Imagem Campanha da Sanepar Companhia de Saneamento do Paraná sobre o Verão Consciente 2026 criada pela IMAM Creators & Strategists.
Autor: Helisson Schiavinato – IMAM C&S
A publicidade institucional dos governos não deveria ser vista como gasto. Ela é, na prática, uma das ferramentas mais eficientes de economia de recursos públicos. Quando o poder público investe em campanhas de prevenção, como dengue, vacinação, saneamento ou uso consciente da água tratada, o impacto vai muito além da comunicação. Ele chega diretamente ao orçamento. Vamos aos fatos: Entre 2015 e 2024, apenas as internações por dengue e chikungunya custaram mais de R$ 1,2 bilhão ao sistema de saúde brasileiro. Em muitos casos, uma única internação por dengue pode ultrapassar R$ 5 mil, chegando a mais de R$ 9 mil em quadros graves. E o impacto não para aí. Doenças evitáveis relacionadas a saneamento, que também dependem de campanhas educativas, geraram R$ 174 milhões em internações só em 2024. Agora pense no outro lado da equação. O próprio Ministério da Saúde destinou mais de R$ 1,5 bilhão em ações de prevenção e controle da dengue. E quando falamos de água tratada, o raciocínio é o mesmo. Produzir, tratar e distribuir água potável exige investimentos altos em captação, energia, infraestrutura e manutenção. O desperdício pressiona todo esse sistema, aumenta custos operacionais e, inevitavelmente, impacta tarifas e investimentos públicos.
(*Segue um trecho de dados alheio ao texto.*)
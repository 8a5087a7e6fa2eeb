// Copyright 2026 Logsieve Contributors
//
// Licensed under the Apache License, Version 2.0 (the "License");
// you may not use this file except in compliance with the License.
// You may obtain a copy of the License at
//
//     http://www.apache.org/licenses/LICENSE-2.0
//
// Unless required by applicable law or agreed to in writing, software
// distributed under the License is distributed on an "AS IS" BASIS,
// WITHOUT WARRANTIES OR CONDITIONS OF ANY KIND, either express or implied.
// See the License for the specific language governing permissions and
// limitations under the License.

//! Three-valued query evaluation
//!
//! Evaluating an expression against one log event yields True ("the
//! event matches"), False ("it demonstrably does not"), or Prune ("no
//! column this subexpression references exists in the schema or event,
//! so it supplies no information"). Prune is a fixed point of inversion
//! and composes so an outer OR can still match through another branch.

use crate::core::{FilterOp, LiteralType, SchemaTree, Value};
use crate::search::ast::{Expr, FilterExpr, Literal};
use crate::search::resolver::Resolver;
use crate::stream::event::NodeValueMap;

/// Result of evaluating a search expression against one event
#[derive(Debug, Clone, Copy, PartialEq, Eq)]
pub enum EvaluatedValue {
    True,
    False,
    Prune,
}

impl EvaluatedValue {
    fn from_bool(matched: bool) -> Self {
        if matched {
            EvaluatedValue::True
        } else {
            EvaluatedValue::False
        }
    }

    /// Invert True/False; Prune passes through unchanged
    fn inverted_if(self, inverted: bool) -> Self {
        if !inverted {
            return self;
        }
        match self {
            EvaluatedValue::True => EvaluatedValue::False,
            EvaluatedValue::False => EvaluatedValue::True,
            EvaluatedValue::Prune => EvaluatedValue::Prune,
        }
    }
}

/// Everything one evaluation reads: the resolver state, both schema
/// trees, and the event's node-id/value maps
pub struct EvalContext<'a> {
    pub resolver: &'a Resolver,
    pub auto_gen_tree: &'a SchemaTree,
    pub user_gen_tree: &'a SchemaTree,
    pub auto_gen_pairs: &'a NodeValueMap,
    pub user_gen_pairs: &'a NodeValueMap,
}

/// Evaluate a preprocessed query against one event
///
/// A `None` query matches every event.
pub fn evaluate_query(query: Option<&Expr>, ctx: &EvalContext<'_>) -> EvaluatedValue {
    match query {
        None => EvaluatedValue::True,
        Some(expr) => evaluate_expr(expr, ctx),
    }
}

fn evaluate_expr(expr: &Expr, ctx: &EvalContext<'_>) -> EvaluatedValue {
    match expr {
        Expr::And { children, inverted } => {
            for child in children {
                match evaluate_expr(child, ctx) {
                    EvaluatedValue::Prune => return EvaluatedValue::Prune,
                    EvaluatedValue::False => {
                        return EvaluatedValue::False.inverted_if(*inverted);
                    }
                    EvaluatedValue::True => {}
                }
            }
            EvaluatedValue::True.inverted_if(*inverted)
        }
        Expr::Or { children, inverted } => {
            let mut all_prune = true;
            for child in children {
                match evaluate_expr(child, ctx) {
                    EvaluatedValue::True => {
                        return EvaluatedValue::True.inverted_if(*inverted);
                    }
                    EvaluatedValue::False => all_prune = false,
                    EvaluatedValue::Prune => {}
                }
            }
            if all_prune {
                EvaluatedValue::Prune
            } else {
                EvaluatedValue::False.inverted_if(*inverted)
            }
        }
        Expr::Filter(filter) => evaluate_filter(filter, ctx).inverted_if(filter.is_inverted()),
        Expr::Empty => EvaluatedValue::False,
    }
}

fn evaluate_filter(filter: &FilterExpr, ctx: &EvalContext<'_>) -> EvaluatedValue {
    let column = filter.column();
    if column.is_pure_wildcard() {
        return evaluate_pure_wildcard_filter(filter, ctx);
    }

    let pairs = if column.namespace().is_auto_gen() {
        ctx.auto_gen_pairs
    } else {
        ctx.user_gen_pairs
    };
    let tree = if column.namespace().is_auto_gen() {
        ctx.auto_gen_tree
    } else {
        ctx.user_gen_tree
    };

    let resolved = ctx.resolver.resolutions_for(column);
    let hit = resolved
        .iter()
        .find_map(|node_id| pairs.get(*node_id).map(|value| (*node_id, value)));
    let (node_id, value) = match hit {
        Some(hit) => hit,
        None => return EvaluatedValue::Prune,
    };

    let node_type = match tree.get_node(node_id) {
        Some(node) => node.node_type(),
        None => return EvaluatedValue::Prune,
    };
    let literal_type = value.literal_type(node_type);
    if !column.types().contains(literal_type) {
        return EvaluatedValue::Prune;
    }

    EvaluatedValue::from_bool(apply_op(filter, literal_type, value))
}

/// A pure-wildcard column ignores its namespace and scans every pair in
/// the event
fn evaluate_pure_wildcard_filter(filter: &FilterExpr, ctx: &EvalContext<'_>) -> EvaluatedValue {
    let mut any_admissible = false;
    let sides = [
        (ctx.auto_gen_pairs, ctx.auto_gen_tree),
        (ctx.user_gen_pairs, ctx.user_gen_tree),
    ];
    for (pairs, tree) in sides {
        for (node_id, value) in pairs.iter() {
            let node_type = match tree.get_node(*node_id) {
                Some(node) => node.node_type(),
                None => continue,
            };
            let literal_type = value.literal_type(node_type);
            if !filter.column().types().contains(literal_type) {
                continue;
            }
            any_admissible = true;
            if apply_op(filter, literal_type, value) {
                return EvaluatedValue::True;
            }
        }
    }
    if any_admissible {
        EvaluatedValue::False
    } else {
        EvaluatedValue::Prune
    }
}

/// Apply a filter's operation to one admissible value
fn apply_op(filter: &FilterExpr, literal_type: LiteralType, value: &Value) -> bool {
    match filter.op() {
        FilterOp::Exists => return true,
        FilterOp::NotExists => return false,
        _ => {}
    }

    match literal_type {
        LiteralType::Integer => {
            let lhs = match value.as_int() {
                Some(lhs) => lhs,
                None => return false,
            };
            match filter.operand() {
                Some(Literal::Int(rhs)) => compare_ord(filter.op(), &lhs, rhs),
                Some(Literal::Float(rhs)) => compare_ord(filter.op(), &(lhs as f64), rhs),
                _ => false,
            }
        }
        LiteralType::Float => {
            let lhs = match value.as_float() {
                Some(lhs) => lhs,
                None => return false,
            };
            match filter.operand() {
                Some(Literal::Int(rhs)) => compare_ord(filter.op(), &lhs, &(*rhs as f64)),
                Some(Literal::Float(rhs)) => compare_ord(filter.op(), &lhs, rhs),
                _ => false,
            }
        }
        LiteralType::Boolean => {
            let lhs = match value.as_bool() {
                Some(lhs) => lhs,
                None => return false,
            };
            match (filter.op(), filter.operand()) {
                (FilterOp::Eq, Some(Literal::Bool(rhs))) => lhs == *rhs,
                (FilterOp::Neq, Some(Literal::Bool(rhs))) => lhs != *rhs,
                _ => false,
            }
        }
        LiteralType::VarString => match value.as_str() {
            Some(text) => match_string(filter, text),
            None => false,
        },
        LiteralType::ClpString => match value.as_encoded_text() {
            Some(ast) => match_string(filter, &ast.decode()),
            None => false,
        },
        LiteralType::Null => match (filter.op(), filter.operand()) {
            (FilterOp::Eq, Some(Literal::Null)) => true,
            (FilterOp::Neq, Some(Literal::Null)) => false,
            _ => false,
        },
        // Arrays and unclassifiable values only answer presence checks
        LiteralType::Array | LiteralType::Unknown => false,
    }
}

fn match_string(filter: &FilterExpr, text: &str) -> bool {
    let matcher = match filter.matcher() {
        Some(matcher) => matcher,
        None => return false,
    };
    match filter.op() {
        FilterOp::Eq => matcher.matches(text),
        FilterOp::Neq => !matcher.matches(text),
        _ => false,
    }
}

fn compare_ord<T: PartialOrd>(op: FilterOp, lhs: &T, rhs: &T) -> bool {
    match op {
        FilterOp::Eq => lhs == rhs,
        FilterOp::Neq => lhs != rhs,
        FilterOp::Lt => lhs < rhs,
        FilterOp::Gt => lhs > rhs,
        FilterOp::Lte => lhs <= rhs,
        FilterOp::Gte => lhs >= rhs,
        FilterOp::Exists | FilterOp::NotExists => true,
    }
}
Campanhas de uso consciente da água reduzem o desperdício, preservam os sistemas de abastecimento, evitam crises hídricas e diminuem a necessidade de obras emergenciais, que costumam ser muito mais caras. Por quê? Porque prevenir é mais barato do que remediar. E mais eficiente. Campanhas de comunicação bem estruturadas têm o poder de reduzir o número de casos, diminuir internações, evitar colapso do sistema de saúde, preservar recursos naturais, melhorar a eficiência dos serviços públicos e, principalmente, economizar bilhões em recursos públicos. Publicidade pública, quando bem feita, muda comportamento. E comportamento, em escala, muda indicadores econômicos. No fim, a conta é simples. Menos prevenção significa mais doença, mais desperdício e mais custo. Mais prevenção significa menos doença, mais eficiência e melhor uso dos recursos públicos. A pergunta que fica não é sobre o investimento em comunicação. É sobre o custo da omissão.